WHAT IS EXPECTED:
Copy each line of the records that holds the string "NegotiateCompression".

DATA SUPPLIED:
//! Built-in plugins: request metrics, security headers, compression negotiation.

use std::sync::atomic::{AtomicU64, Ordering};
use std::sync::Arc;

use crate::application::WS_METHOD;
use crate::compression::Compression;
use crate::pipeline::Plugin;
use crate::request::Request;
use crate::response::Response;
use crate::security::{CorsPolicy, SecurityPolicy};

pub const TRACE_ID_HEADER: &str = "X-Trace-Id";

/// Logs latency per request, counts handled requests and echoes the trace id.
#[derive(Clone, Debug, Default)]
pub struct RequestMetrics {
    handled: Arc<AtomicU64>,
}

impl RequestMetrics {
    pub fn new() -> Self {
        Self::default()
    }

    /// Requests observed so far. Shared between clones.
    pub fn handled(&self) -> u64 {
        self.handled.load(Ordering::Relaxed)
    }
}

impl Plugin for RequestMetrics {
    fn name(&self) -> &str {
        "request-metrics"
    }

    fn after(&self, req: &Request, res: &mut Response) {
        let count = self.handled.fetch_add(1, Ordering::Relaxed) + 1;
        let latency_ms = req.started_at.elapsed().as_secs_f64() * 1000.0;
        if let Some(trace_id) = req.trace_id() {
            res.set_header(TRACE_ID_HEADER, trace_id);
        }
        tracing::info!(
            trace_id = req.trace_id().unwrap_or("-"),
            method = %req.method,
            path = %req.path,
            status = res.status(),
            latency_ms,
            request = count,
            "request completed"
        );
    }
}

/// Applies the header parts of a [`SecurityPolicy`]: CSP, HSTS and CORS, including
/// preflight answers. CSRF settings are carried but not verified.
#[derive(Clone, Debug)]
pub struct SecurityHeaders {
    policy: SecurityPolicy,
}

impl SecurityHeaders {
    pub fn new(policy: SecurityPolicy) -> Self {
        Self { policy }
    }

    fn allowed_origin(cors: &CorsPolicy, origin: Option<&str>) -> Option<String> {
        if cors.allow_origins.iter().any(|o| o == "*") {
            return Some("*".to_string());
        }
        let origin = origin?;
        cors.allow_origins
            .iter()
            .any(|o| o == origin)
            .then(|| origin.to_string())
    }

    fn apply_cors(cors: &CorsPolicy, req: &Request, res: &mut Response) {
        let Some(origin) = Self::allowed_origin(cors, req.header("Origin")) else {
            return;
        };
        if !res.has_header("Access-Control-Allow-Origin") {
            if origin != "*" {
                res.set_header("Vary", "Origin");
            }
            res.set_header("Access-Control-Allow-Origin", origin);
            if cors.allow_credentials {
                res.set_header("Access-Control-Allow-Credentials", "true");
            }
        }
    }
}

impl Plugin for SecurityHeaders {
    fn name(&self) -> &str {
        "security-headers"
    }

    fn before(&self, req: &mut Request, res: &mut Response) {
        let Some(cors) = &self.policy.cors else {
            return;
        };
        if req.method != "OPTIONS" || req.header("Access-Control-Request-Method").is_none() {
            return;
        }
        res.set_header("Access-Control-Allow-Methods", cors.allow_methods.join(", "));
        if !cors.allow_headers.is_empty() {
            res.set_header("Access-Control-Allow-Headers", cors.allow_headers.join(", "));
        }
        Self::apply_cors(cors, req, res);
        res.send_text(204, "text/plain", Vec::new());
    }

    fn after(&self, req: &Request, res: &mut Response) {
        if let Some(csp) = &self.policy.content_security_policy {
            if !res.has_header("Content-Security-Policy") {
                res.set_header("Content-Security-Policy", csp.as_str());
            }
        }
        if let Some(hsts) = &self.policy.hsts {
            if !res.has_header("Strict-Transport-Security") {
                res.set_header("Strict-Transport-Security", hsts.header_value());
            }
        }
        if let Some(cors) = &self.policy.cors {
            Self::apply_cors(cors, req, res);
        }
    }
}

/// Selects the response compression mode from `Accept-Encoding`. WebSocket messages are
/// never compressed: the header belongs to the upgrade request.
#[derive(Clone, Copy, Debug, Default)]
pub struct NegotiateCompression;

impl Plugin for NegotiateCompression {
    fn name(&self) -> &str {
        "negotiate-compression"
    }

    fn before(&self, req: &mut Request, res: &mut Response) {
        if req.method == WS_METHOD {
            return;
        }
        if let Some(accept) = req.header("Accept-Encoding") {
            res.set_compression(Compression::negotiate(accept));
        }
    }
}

RESPONSE FOR THIS EXERCISE:
pub struct NegotiateCompression;
impl Plugin for NegotiateCompression {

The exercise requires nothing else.